风雪交加,天寒地冻,西岭村早早就陷入一片黑暗。
孙传文难得没出去打牌,坐在炕头抽烟。
四妮儿跟建学坐在炕沿上,两眼一眨不眨地盯着电视机看动画片。
炕中间的小饭桌上,摆着一本账本和各种单据,孙建军盘腿坐着,一手拿笔,一手“啪啪”地按着计算器算账。

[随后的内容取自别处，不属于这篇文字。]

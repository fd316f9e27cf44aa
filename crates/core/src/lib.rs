//! Topod core types: watch events, resource kinds, node records and the
//! registry message set shared by every other crate.

#![forbid(unsafe_code)]

use std::collections::BTreeMap;
use std::fmt;

use base64::engine::general_purpose::STANDARD as BASE64;
use base64::Engine as _;
use serde::{Deserialize, Serialize};
use smallvec::SmallVec;

pub mod graph;

pub use graph::{DisplayData, Edge, Graph, Group, Node, NodeData, ServerMeta, TopologyResponse};

/// Label carrying the workload name dependent resources are correlated by.
pub const NAME_LABEL: &str = "app.kubernetes.io/name";
/// Label whose value groups nodes into one application.
pub const PART_OF_LABEL: &str = "app.kubernetes.io/part-of";
/// Annotation holding a JSON array of target workload names.
pub const CONNECTS_TO_ANNOTATION: &str = "app.openshift.io/connects-to";

/// Opaque, stable node identity: the base64 encoding of the object's UID.
pub type NodeId = String;

/// Encode a cluster UID into a [`NodeId`].
pub fn node_id(uid: &str) -> NodeId {
    BASE64.encode(uid.as_bytes())
}

/// Watch event types accepted by the multiplexer.
#[derive(Debug, Clone, Copy, Serialize, Deserialize, PartialEq, Eq)]
pub enum EventKind {
    Added,
    Modified,
    Deleted,
}

/// The closed set of resource kinds this service understands.
///
/// Anything else coming off a watch stream is logged and dropped.
#[derive(Debug, Clone, Copy, Serialize, Deserialize, PartialEq, Eq, Hash)]
pub enum ResourceKind {
    DeploymentConfig,
    Deployment,
    Service,
    Route,
    ReplicationController,
    ReplicaSet,
}

impl ResourceKind {
    /// Kinds that form topology nodes.
    pub const WORKLOADS: [ResourceKind; 2] =
        [ResourceKind::DeploymentConfig, ResourceKind::Deployment];

    /// Kinds watched per workload name, correlated by label.
    pub const DEPENDENTS: [ResourceKind; 5] = [
        ResourceKind::DeploymentConfig,
        ResourceKind::Service,
        ResourceKind::Route,
        ResourceKind::ReplicationController,
        ResourceKind::ReplicaSet,
    ];

    pub fn as_str(&self) -> &'static str {
        match self {
            ResourceKind::DeploymentConfig => "DeploymentConfig",
            ResourceKind::Deployment => "Deployment",
            ResourceKind::Service => "Service",
            ResourceKind::Route => "Route",
            ResourceKind::ReplicationController => "ReplicationController",
            ResourceKind::ReplicaSet => "ReplicaSet",
        }
    }

    /// Classify a kind string from object TypeMeta; `None` for unknown kinds.
    pub fn from_kind(kind: &str) -> Option<ResourceKind> {
        match kind {
            "DeploymentConfig" => Some(ResourceKind::DeploymentConfig),
            "Deployment" => Some(ResourceKind::Deployment),
            "Service" => Some(ResourceKind::Service),
            "Route" => Some(ResourceKind::Route),
            "ReplicationController" => Some(ResourceKind::ReplicationController),
            "ReplicaSet" => Some(ResourceKind::ReplicaSet),
            _ => None,
        }
    }

    pub fn is_workload(&self) -> bool {
        matches!(self, ResourceKind::DeploymentConfig | ResourceKind::Deployment)
    }
}

impl fmt::Display for ResourceKind {
    fn fmt(&self, f: &mut fmt::Formatter<'_>) -> fmt::Result {
        f.write_str(self.as_str())
    }
}

/// One dependent object (or the workload itself) attached to a node, shaped
/// for the wire: metadata and status are carried as pre-serialized JSON.
#[derive(Debug, Clone, Serialize, Deserialize, PartialEq, Eq)]
pub struct Resource {
    pub name: String,
    pub kind: ResourceKind,
    pub metadata: String,
    pub status: String,
}

/// Metadata of a discovered workload node.
#[derive(Debug, Clone, Serialize, Deserialize, PartialEq, Eq)]
pub struct NodeMeta {
    pub id: NodeId,
    pub name: String,
    pub kind: ResourceKind,
    /// Node category on the wire; always `"workload"` for watched kinds.
    #[serde(rename = "type")]
    pub category: String,
    pub labels: BTreeMap<String, String>,
    pub annotations: BTreeMap<String, String>,
}

impl NodeMeta {
    pub fn new(
        uid: &str,
        name: impl Into<String>,
        kind: ResourceKind,
        labels: BTreeMap<String, String>,
        annotations: BTreeMap<String, String>,
    ) -> Self {
        Self {
            id: node_id(uid),
            name: name.into(),
            kind,
            category: "workload".to_string(),
            labels,
            annotations,
        }
    }
}

/// A registry entry: node metadata plus its resources, at most one per kind.
#[derive(Debug, Clone, Serialize, Deserialize)]
pub struct NodeRecord {
    pub meta: NodeMeta,
    pub resources: SmallVec<[Resource; 6]>,
}

impl NodeRecord {
    pub fn new(meta: NodeMeta) -> Self {
        Self { meta, resources: SmallVec::new() }
    }
}

/// Typed messages consumed by the single-writer registry task. Every watch
/// producer reduces its events to one of these.
#[derive(Debug, Clone)]
pub enum RegistryEvent {
    /// A workload appeared or changed; carries its own formatted resource.
    NodeUpserted { meta: NodeMeta, resource: Resource },
    /// A workload was deleted; drops the record and all attached resources.
    NodeDeleted { name: String },
    /// A dependent resource appeared or changed under the named node.
    ResourceUpserted { node: String, resource: Resource },
    /// A dependent resource of the given kind left the named node.
    ResourceDeleted { node: String, kind: ResourceKind },
}

#[cfg(test)]
mod tests {
    use super::*;
    use base64::Engine as _;

    #[test]
    fn node_id_is_stable_base64() {
        let id = node_id("0422b1d8-9f0e-4cbe-a968-7c4fb2c8f0a5");
        assert_eq!(id, node_id("0422b1d8-9f0e-4cbe-a968-7c4fb2c8f0a5"));
        assert_ne!(id, node_id("some-other-uid"));
        // stays decodable
        let raw = BASE64.decode(&id).unwrap();
        assert_eq!(raw, b"0422b1d8-9f0e-4cbe-a968-7c4fb2c8f0a5");
    }

    #[test]
    fn kind_roundtrip() {
        for kind in [
            ResourceKind::DeploymentConfig,
            ResourceKind::Deployment,
            ResourceKind::Service,
            ResourceKind::Route,
            ResourceKind::ReplicationController,
            ResourceKind::ReplicaSet,
        ] {
            assert_eq!(ResourceKind::from_kind(kind.as_str()), Some(kind));
        }
        assert_eq!(ResourceKind::from_kind("Pod"), None);
    }

    #[test]
    fn resource_kind_serializes_as_kind_string() {
        let r = Resource {
            name: "nginx".into(),
            kind: ResourceKind::Service,
            metadata: "{}".into(),
            status: "{}".into(),
        };
        let v = serde_json::to_value(&r).unwrap();
        assert_eq!(v["kind"], "Service");
    }

    #[test]
    fn workload_kinds_are_workloads() {
        assert!(ResourceKind::Deployment.is_workload());
        assert!(ResourceKind::DeploymentConfig.is_workload());
        assert!(!ResourceKind::Service.is_workload());
    }
}
//! Wire types for the topology response pushed to the streaming client.

use std::collections::BTreeMap;

use serde::{Deserialize, Serialize};

use crate::{NodeId, Resource};

/// The graph section: unique nodes, derived edges and label groups.
#[derive(Debug, Clone, Default, Serialize, Deserialize, PartialEq, Eq)]
pub struct Graph {
    pub nodes: Vec<Node>,
    pub edges: Vec<Edge>,
    pub groups: Vec<Group>,
}

#[derive(Debug, Clone, Serialize, Deserialize, PartialEq, Eq)]
pub struct Node {
    pub id: NodeId,
    pub name: String,
}

/// A derived connects-to relationship. The annotation owner is the source;
/// the referenced name label value is the target.
#[derive(Debug, Clone, Serialize, Deserialize, PartialEq, Eq)]
pub struct Edge {
    pub source: NodeId,
    pub target: String,
}

/// Nodes sharing one `part-of` label value.
#[derive(Debug, Clone, Serialize, Deserialize, PartialEq, Eq)]
pub struct Group {
    pub id: String,
    pub name: String,
    pub nodes: Vec<NodeId>,
}

/// Per-node entry in the topology section: the node's resources plus display
/// metadata filled in by the UI layer, not by this service.
#[derive(Debug, Clone, Serialize, Deserialize, PartialEq, Eq)]
pub struct NodeData {
    pub id: NodeId,
    pub name: String,
    #[serde(rename = "type")]
    pub node_type: String,
    #[serde(rename = "resource")]
    pub resources: Vec<Resource>,
    pub data: DisplayData,
}

#[derive(Debug, Clone, Default, Serialize, Deserialize, PartialEq, Eq)]
pub struct DisplayData {
    pub url: String,
    #[serde(rename = "editUrl")]
    pub edit_url: String,
    #[serde(rename = "builderImage")]
    pub builder_image: String,
    #[serde(rename = "donutStatus")]
    pub donut_status: BTreeMap<String, String>,
}

impl DisplayData {
    /// Placeholder values; the consuming UI resolves real links.
    pub fn placeholder(builder_image: impl Into<String>) -> Self {
        Self {
            url: "dummy_url".to_string(),
            edit_url: "dummy_edit_url".to_string(),
            builder_image: builder_image.into(),
            donut_status: BTreeMap::new(),
        }
    }
}

#[derive(Debug, Clone, Default, Serialize, Deserialize, PartialEq, Eq)]
pub struct ServerMeta {
    pub commit: String,
}

/// One full snapshot as serialized to the client. Built fresh on every
/// projection; never mutated in place.
#[derive(Debug, Clone, Default, Serialize, Deserialize, PartialEq, Eq)]
pub struct TopologyResponse {
    pub graph: Graph,
    pub topology: BTreeMap<NodeId, NodeData>,
    #[serde(rename = "serverData")]
    pub server_data: ServerMeta,
}

impl TopologyResponse {
    pub fn empty(commit: impl Into<String>) -> Self {
        Self {
            graph: Graph::default(),
            topology: BTreeMap::new(),
            server_data: ServerMeta { commit: commit.into() },
        }
    }
}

王丽云在隔壁锅屋刷锅洗碗,抽空往炉灶里头填了铲子无烟煤。
要是搁往年,可烧不上这种高级货,烧的要么是煤泥,要么是柴火,烟大,还烧不热乎。
还得感谢老天爷开眼,叫他们老孙家今年翻了身。
王丽云收拾完,回到卧室,把爷几个都吆喝起来,拿着个小扫帚扫床,扫完床又铺被窝。
她对这个炕很满意,这是夏天盖房子的时候新盘的大炕,占了半个屋子,睡下一家人六口没问题。
“六口还少了一个。”
想起最有出息的二小子,王丽云忍不住皱起眉头,问孙传文:“也不知道建国到哪了。”
孙传文说:“应该快了,前天不是给大队部打电话说今天能到吗。我估摸着得明天早上,下雪下得,县城到咱们镇上的路不大好走。”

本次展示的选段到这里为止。